__TRY IT__
Take the entries below and retype them exactly.
### PROVIDED RECORDS ###
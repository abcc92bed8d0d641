use crate::config::ScanConfig;
use crate::error::{DirToolsError, Result};
use serde::Serialize;
use std::path::{Path, PathBuf};
use tracing::{debug, info};
use walkdir::WalkDir;

/// A regular file found during a walk.
#[derive(Debug, Clone, PartialEq, Eq, Serialize)]
pub struct FileEntry {
    pub path: PathBuf,
    pub size: u64,
}

impl FileEntry {
    pub fn new<P: Into<PathBuf>>(path: P, size: u64) -> Self {
        Self {
            path: path.into(),
            size,
        }
    }

    pub fn display_path(&self) -> String {
        self.path.display().to_string()
    }
}

/// An entry that could not be read and was left out of the totals.
#[derive(Debug, Clone, Serialize)]
pub struct SkippedEntry {
    pub path: PathBuf,
    pub reason: String,
}

impl From<SkippedEntry> for DirToolsError {
    fn from(entry: SkippedEntry) -> Self {
        DirToolsError::EntryEnumeration {
            path: entry.path,
            message: entry.reason,
        }
    }
}

#[derive(Debug, Clone, Default)]
pub struct WalkOutcome {
    pub root: PathBuf,
    pub entries: Vec<FileEntry>,
    pub skipped: Vec<SkippedEntry>,
}

impl WalkOutcome {
    pub fn total_bytes(&self) -> u64 {
        self.entries.iter().map(|e| e.size).sum()
    }
}

pub struct FileWalker {
    follow_links: bool,
    max_depth: Option<usize>,
}

impl FileWalker {
    pub fn new(config: &ScanConfig) -> Self {
        Self {
            follow_links: config.follow_links,
            max_depth: config.max_depth,
        }
    }

    /// Checks that `root` is an existing directory and returns it as an absolute path.
    pub fn resolve_root(root: &Path) -> Result<PathBuf> {
        if !root.exists() {
            return Err(DirToolsError::PathNotFound {
                path: root.to_path_buf(),
            });
        }

        if !root.is_dir() {
            return Err(DirToolsError::NotADirectory {
                path: root.to_path_buf(),
            });
        }

        Ok(std::path::absolute(root)?)
    }

    pub fn walk(
        &self,
        root: &Path,
        progress_callback: Option<&dyn Fn(&FileEntry)>,
    ) -> Result<WalkOutcome> {
        self.walk_matching(root, &|_| true, progress_callback)
    }

    /// Walks `root` recursively, keeping regular files for which `keep` returns true.
    ///
    /// Unreadable entries never abort the walk; they are collected in
    /// [`WalkOutcome::skipped`] and traced at debug level.
    pub fn walk_matching(
        &self,
        root: &Path,
        keep: &dyn Fn(&Path) -> bool,
        progress_callback: Option<&dyn Fn(&FileEntry)>,
    ) -> Result<WalkOutcome> {
        let root = Self::resolve_root(root)?;
        info!(root = %root.display(), follow_links = self.follow_links, "walking directory");

        let mut walker = WalkDir::new(&root)
            .follow_links(self.follow_links)
            .sort_by_file_name();
        if let Some(depth) = self.max_depth {
            walker = walker.max_depth(depth);
        }

        let mut outcome = WalkOutcome {
            root: root.clone(),
            ..WalkOutcome::default()
        };

        for entry in walker {
            let entry = match entry {
                Ok(entry) => entry,
                Err(err) => {
                    let path = err.path().unwrap_or(root.as_path()).to_path_buf();
                    debug!(path = %path.display(), error = %err, "skipping unreadable entry");
                    outcome.skipped.push(SkippedEntry {
                        path,
                        reason: err.to_string(),
                    });
                    continue;
                }
            };

            if !entry.file_type().is_file() || !keep(entry.path()) {
                continue;
            }

            match entry.metadata() {
                Ok(metadata) => {
                    let file = FileEntry::new(entry.into_path(), metadata.len());
                    if let Some(callback) = progress_callback {
                        callback(&file);
                    }
                    outcome.entries.push(file);
                }
                Err(err) => {
                    debug!(path = %entry.path().display(), error = %err, "skipping unreadable file");
                    outcome.skipped.push(SkippedEntry {
                        path: entry.into_path(),
                        reason: err.to_string(),
                    });
                }
            }
        }

        info!(
            files = outcome.entries.len(),
            skipped = outcome.skipped.len(),
            "walk complete"
        );

        Ok(outcome)
    }
}

impl Default for FileWalker {
    fn default() -> Self {
        Self::new(&ScanConfig::default())
    }
}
###
__TASK ANSWER__
repository abcc92bed8d0d641
use crate::config::ScanConfig;
use crate::error::{DirToolsError, Result};
use serde::Serialize;
use std::path::{Path, PathBuf};
use tracing::{debug, info};
use walkdir::WalkDir;

/// A regular file found during a walk.
#[derive(Debug, Clone, PartialEq, Eq, Serialize)]
pub struct FileEntry {
    pub path: PathBuf,
    pub size: u64,
}

impl FileEntry {
    pub fn new<P: Into<PathBuf>>(path: P, size: u64) -> Self {
        Self {
            path: path.into(),
            size,
        }
    }

    pub fn display_path(&self) -> String {
        self.path.display().to_string()
    }
}

/// An entry that could not be read and was left out of the totals.
#[derive(Debug, Clone, Serialize)]
pub struct SkippedEntry {
    pub path: PathBuf,
    pub reason: String,
}

impl From<SkippedEntry> for DirToolsError {
    fn from(entry: SkippedEntry) -> Self {
        DirToolsError::EntryEnumeration {
            path: entry.path,
            message: entry.reason,
        }
    }
}

#[derive(Debug, Clone, Default)]
pub struct WalkOutcome {
    pub root: PathBuf,
    pub entries: Vec<FileEntry>,
    pub skipped: Vec<SkippedEntry>,
}

impl WalkOutcome {
    pub fn total_bytes(&self) -> u64 {
        self.entries.iter().map(|e| e.size).sum()
    }
}

pub struct FileWalker {
    follow_links: bool,
    max_depth: Option<usize>,
}

impl FileWalker {
    pub fn new(config: &ScanConfig) -> Self {
        Self {
            follow_links: config.follow_links,
            max_depth: config.max_depth,
        }
    }

    /// Checks that `root` is an existing directory and returns it as an absolute path.
    pub fn resolve_root(root: &Path) -> Result<PathBuf> {
        if !root.exists() {
            return Err(DirToolsError::PathNotFound {
                path: root.to_path_buf(),
            });
        }

        if !root.is_dir() {
            return Err(DirToolsError::NotADirectory {
                path: root.to_path_buf(),
            });
        }

        Ok(std::path::absolute(root)?)
    }

    pub fn walk(
        &self,
        root: &Path,
        progress_callback: Option<&dyn Fn(&FileEntry)>,
    ) -> Result<WalkOutcome> {
        self.walk_matching(root, &|_| true, progress_callback)
    }

    /// Walks `root` recursively, keeping regular files for which `keep` returns true.
    ///
    /// Unreadable entries never abort the walk; they are collected in
    /// [`WalkOutcome::skipped`] and traced at debug level.
    pub fn walk_matching(
        &self,
        root: &Path,
        keep: &dyn Fn(&Path) -> bool,
        progress_callback: Option<&dyn Fn(&FileEntry)>,
    ) -> Result<WalkOutcome> {
        let root = Self::resolve_root(root)?;
        info!(root = %root.display(), follow_links = self.follow_links, "walking directory");

        let mut walker = WalkDir::new(&root)
            .follow_links(self.follow_links)
            .sort_by_file_name();
        if let Some(depth) = self.max_depth {
            walker = walker.max_depth(depth);
        }

        let mut outcome = WalkOutcome {
            root: root.clone(),
            ..WalkOutcome::default()
        };

        for entry in walker {
            let entry = match entry {
                Ok(entry) => entry,
                Err(err) => {
                    let path = err.path().unwrap_or(root.as_path()).to_path_buf();
                    debug!(path = %path.display(), error = %err, "skipping unreadable entry");
                    outcome.skipped.push(SkippedEntry {
                        path,
                        reason: err.to_string(),
                    });
                    continue;
                }
            };

            if !entry.file_type().is_file() || !keep(entry.path()) {
                continue;
            }

            match entry.metadata() {
                Ok(metadata) => {
                    let file = FileEntry::new(entry.into_path(), metadata.len());
                    if let Some(callback) = progress_callback {
                        callback(&file);
                    }
                    outcome.entries.push(file);
                }
                Err(err) => {
                    debug!(path = %entry.path().display(), error = %err, "skipping unreadable file");
                    outcome.skipped.push(SkippedEntry {
                        path: entry.into_path(),
                        reason: err.to_string(),
                    });
                }
            }
        }

        info!(
            files = outcome.entries.len(),
            skipped = outcome.skipped.len(),
            "walk complete"
        );

        Ok(outcome)
    }
}

impl Default for FileWalker {
    fn default() -> Self {
        Self::new(&ScanConfig::default())
    }
}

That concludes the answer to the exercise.